Artık çöpçatanlık yapmaya başlamıştım.

Çok mutluydum.

 

EUN'DAN

Lee Know ile bakışırken aniden sırıttı.

 

Lee Know:

–Bunu sonsuza kadar yapabilirsin, değil mi?

 

Ben:

–Neyi?

 

Lee Know:

–Gözlerime bakabilirsin ya da...

 

Ben:

–Tamam, ben gideyim artık

 

Tam gidecekken Lee Know kolumu tuttu.

 

Lee Know:

–Nereye gidiyorsun? Daha konuşacaklarımız vardı?

 

Ben:

–Yeterince konuştuk, hadi görüşürüz

 

Lee Know:

–Konuşmamız bitti ya da odamdan çık demedim

 

Kolumu bıraktı.

Derin bir iç çektim.

 

Ben:

–Tamam, ne istiyorsun?

 

Lee Know:

–Hiç...

 

Artık sıkılmaya başladım.

Resmen benimle oyun oynuyordu.

 

Ben:

–Lee Know, dalgamı geçiyorsun?
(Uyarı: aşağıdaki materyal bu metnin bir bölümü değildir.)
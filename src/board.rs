//! The 3x3 board and its structural queries.
//!
//! A [`Board`] is a plain `Copy` value: nine cells, each empty or holding one
//! of the two tokens. Placement is checked; removal is not, since it only ever
//! undoes a placement made by the caller.

use std::fmt;
use std::str::FromStr;

use crate::constants::{CELLS, LINES, N};
use crate::error::BoardError;

#[derive(Copy, Clone, Debug, PartialEq, Eq, Hash)]
pub enum Token {
    X,
    O,
}

impl Token {
    pub fn opponent(self) -> Token {
        match self {
            Token::X => Token::O,
            Token::O => Token::X,
        }
    }

    pub fn as_char(self) -> char {
        match self {
            Token::X => 'X',
            Token::O => 'O',
        }
    }
}

impl fmt::Display for Token {
    fn fmt(&self, f: &mut fmt::Formatter<'_>) -> fmt::Result {
        write!(f, "{}", self.as_char())
    }
}

#[derive(Copy, Clone, Debug, Default, PartialEq, Eq, Hash)]
pub enum Cell {
    #[default]
    Empty,
    Token(Token),
}

impl Cell {
    fn as_char(self) -> char {
        match self {
            Cell::Empty => ' ',
            Cell::Token(token) => token.as_char(),
        }
    }
}

/// A cell coordinate, both components in `0..N`.
#[derive(Copy, Clone, Debug, PartialEq, Eq, Hash)]
pub struct Move {
    pub row: usize,
    pub col: usize,
}

impl Move {
    pub fn new(row: usize, col: usize) -> Self {
        Self { row, col }
    }

    /// Build a move from a row-major cell index.
    #[inline]
    pub fn from_index(idx: usize) -> Self {
        Self {
            row: idx / N,
            col: idx % N,
        }
    }

    /// Row-major cell index of this move.
    #[inline]
    pub fn index(self) -> usize {
        self.row * N + self.col
    }
}

impl fmt::Display for Move {
    fn fmt(&self, f: &mut fmt::Formatter<'_>) -> fmt::Result {
        write!(f, "{},{}", self.row, self.col)
    }
}

/// Terminal evaluation of a board.
#[derive(Copy, Clone, Debug, PartialEq, Eq)]
pub enum Outcome {
    Win(Token),
    Tie,
    Ongoing,
}

#[derive(Copy, Clone, Debug, Default, PartialEq, Eq, Hash)]
pub struct Board {
    cells: [Cell; CELLS],
}

impl Board {
    pub fn new() -> Self {
        Self::default()
    }

    /// Build a board from explicit rows, as in a test fixture.
    pub fn from_rows(rows: [[Cell; N]; N]) -> Self {
        let mut board = Self::new();
        for (r, row) in rows.iter().enumerate() {
            for (c, &cell) in row.iter().enumerate() {
                board.cells[r * N + c] = cell;
            }
        }
        board
    }

    #[inline]
    fn idx(row: usize, col: usize) -> usize {
        row * N + col
    }

    /// Cell at `(row, col)`. Out-of-range coordinates read as empty.
    pub fn get(&self, row: usize, col: usize) -> Cell {
        if row >= N || col >= N {
            return Cell::Empty;
        }
        self.cells[Self::idx(row, col)]
    }

    #[inline]
    pub fn cell_at(&self, idx: usize) -> Cell {
        self.cells[idx]
    }

    pub fn is_empty(&self, row: usize, col: usize) -> bool {
        row < N && col < N && self.cells[Self::idx(row, col)] == Cell::Empty
    }

    /// Place `token` at `(row, col)`.
    ///
    /// Returns `false` without touching the board if the coordinates are off
    /// the grid or the cell is already occupied.
    pub fn place_token(&mut self, row: usize, col: usize, token: Token) -> bool {
        if row >= N || col >= N {
            tracing::debug!(row, col, "row and col must be between 0 and {}", N - 1);
            return false;
        }
        let idx = Self::idx(row, col);
        if self.cells[idx] != Cell::Empty {
            return false;
        }
        self.cells[idx] = Cell::Token(token);
        true
    }

    /// Reset `(row, col)` to empty. No check is made that the cell was
    /// occupied; callers use this only to undo their own placement.
    pub fn remove_token(&mut self, row: usize, col: usize) {
        self.cells[Self::idx(row, col)] = Cell::Empty;
    }

    /// True iff some line is entirely held by `token`.
    pub fn check_win_for_player(&self, token: Token) -> bool {
        let owned = Cell::Token(token);
        LINES
            .iter()
            .any(|line| line.iter().all(|&i| self.cells[i] == owned))
    }

    /// True iff some line is entirely held by one token, either one.
    pub fn check_win(&self) -> bool {
        self.winner().is_some()
    }

    /// The token holding a complete line, if any.
    pub fn winner(&self) -> Option<Token> {
        LINES.iter().find_map(|&[a, b, c]| match self.cells[a] {
            Cell::Token(t) if self.cells[b] == self.cells[a] && self.cells[c] == self.cells[a] => {
                Some(t)
            }
            _ => None,
        })
    }

    /// True iff no cell is empty, regardless of whether a line is complete.
    pub fn check_tie(&self) -> bool {
        self.cells.iter().all(|&c| c != Cell::Empty)
    }

    /// Terminal state of the board. A win takes precedence over a full board.
    pub fn outcome(&self) -> Outcome {
        if let Some(token) = self.winner() {
            Outcome::Win(token)
        } else if self.check_tie() {
            Outcome::Tie
        } else {
            Outcome::Ongoing
        }
    }

    /// Empty cells in row-major order.
    pub fn open_moves(&self) -> Vec<Move> {
        (0..CELLS)
            .filter(|&i| self.cells[i] == Cell::Empty)
            .map(Move::from_index)
            .collect()
    }

    pub fn open_count(&self) -> usize {
        self.cells.iter().filter(|&&c| c == Cell::Empty).count()
    }
}

impl FromStr for Board {
    type Err = BoardError;

    /// Parse nine cells written row by row. `X` and `O` (either case) are
    /// tokens, `.` `_` and `-` are empty; `/` and whitespace are ignored.
    fn from_str(s: &str) -> Result<Self, Self::Err> {
        let mut board = Board::new();
        let mut n = 0;
        for ch in s.chars() {
            let cell = match ch {
                'X' | 'x' => Cell::Token(Token::X),
                'O' | 'o' => Cell::Token(Token::O),
                '.' | '_' | '-' => Cell::Empty,
                '/' => continue,
                c if c.is_whitespace() => continue,
                c => {
                    return Err(BoardError::InvalidCell {
                        character: c,
                        position: n,
                    });
                }
            };
            if n < CELLS {
                board.cells[n] = cell;
            }
            n += 1;
        }
        if n != CELLS {
            return Err(BoardError::InvalidLength { got: n });
        }
        Ok(board)
    }
}

impl fmt::Display for Board {
    fn fmt(&self, f: &mut fmt::Formatter<'_>) -> fmt::Result {
        writeln!(f, "   0|1|2")?;
        for row in 0..N {
            writeln!(f, "   -----")?;
            writeln!(
                f,
                " {row} {}|{}|{}",
                self.get(row, 0).as_char(),
                self.get(row, 1).as_char(),
                self.get(row, 2).as_char()
            )?;
        }
        Ok(())
    }
}

#[cfg(test)]
mod tests {
    use super::*;

    fn board(s: &str) -> Board {
        s.parse().unwrap()
    }

    #[test]
    fn test_place_token_rejects_occupied_and_out_of_range() {
        let mut b = Board::new();
        assert!(b.place_token(1, 1, Token::X));
        assert!(!b.place_token(1, 1, Token::O));
        assert_eq!(b.get(1, 1), Cell::Token(Token::X));

        let before = b;
        assert!(!b.place_token(3, 0, Token::O));
        assert!(!b.place_token(0, 7, Token::O));
        assert_eq!(b, before);
    }

    #[test]
    fn test_place_then_remove_restores_cell() {
        let start = board("X.O/.../..X");
        let mut b = start;
        assert!(b.place_token(1, 2, Token::O));
        b.remove_token(1, 2);
        assert_eq!(b, start);
    }

    #[test]
    fn test_winner_and_outcome() {
        assert_eq!(board("XXX/OO./...").outcome(), Outcome::Win(Token::X));
        assert_eq!(board("XO./XO./.O.").outcome(), Outcome::Win(Token::O));
        assert_eq!(board("XOX/XOO/OXX").outcome(), Outcome::Tie);
        assert_eq!(board("X../.O./...").outcome(), Outcome::Ongoing);
    }

    #[test]
    fn test_full_board_with_line_is_win_and_tie() {
        let b = board("XXX/OOX/XOO");
        assert!(b.check_win());
        assert!(b.check_tie());
        assert_eq!(b.outcome(), Outcome::Win(Token::X));
    }

    #[test]
    fn test_open_moves_row_major() {
        let b = board("X.O/.X./O..");
        let moves: Vec<_> = b.open_moves().iter().map(|m| (m.row, m.col)).collect();
        assert_eq!(moves, vec![(0, 1), (1, 0), (1, 2), (2, 1), (2, 2)]);
        assert_eq!(b.open_count(), 5);
    }

    #[test]
    fn test_parse_errors() {
        assert_eq!(
            "XO".parse::<Board>(),
            Err(BoardError::InvalidLength { got: 2 })
        );
        assert_eq!(
            "XOX/O?./...".parse::<Board>(),
            Err(BoardError::InvalidCell {
                character: '?',
                position: 4
            })
        );
        assert_eq!(
            "XOX/OXO/XOXO".parse::<Board>(),
            Err(BoardError::InvalidLength { got: 10 })
        );
    }

    #[test]
    fn test_display() {
        let b = board("X../.O./...");
        let s = b.to_string();
        assert!(s.starts_with("   0|1|2\n   -----\n 0 X| | \n"));
        assert!(s.contains(" 1  |O| \n"));
    }

    #[test]
    fn test_move_index_roundtrip() {
        for i in 0..CELLS {
            assert_eq!(Move::from_index(i).index(), i);
        }
        assert_eq!(Move::new(2, 1).to_string(), "2,1");
    }
}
Hem gitmeme izin vermiyorsun, hem de konuşacak birşey yok diyorsun

 

Lee Know:

–Tamam, git

 

Ben:

–Bu kadar mı?

 

Lee Know:

–Bak, hem seni bırakmamı istiyorsun, hem de bırakınca kızıyorsun

 

Ben:

–Ya sen neden benim laflarımla bana laf sokuyorsun?

 

Lee Know:

–Sadece git

 

Tek kaşımı havaya kaldırdım.

Bir süre Lee Know'la bakıştıktan sonra odadan çıktım.

 

CHA'DAN

Jisung'un planına ne kadar tereddüt etsemde mantıklı gelmişti.

Kendi kendime odada bir gidip bir gelerek konuşmaya başladım.

 

Ben:

–Jisung'un planına uyarsam Bangchan'ın tepkisini öğreneceğim ama Eun Lee Know'u seviyor ve eğer ki ben Lee Know'a yakın davranırsam Lee Know garipsemez mi? "Cha, neden böyle yapıyorsun?" Demeyecek mi? O zaman ona planımı anlatırsam kesin dalga geçer offf ben ne biçim bir işin içine düştüm neyse artık kabul ettim şimdi ne yapsam boşuna

 

Yatağıma sırt üstü uzandım.

Ne de olsa Bangchan herşeye değerdi, diye düşündüm.

Yarın büyük bir gün olacaktı.

 

EUN'DAN

Lee Know'un odasından çıkınca odama gitmek istemedim.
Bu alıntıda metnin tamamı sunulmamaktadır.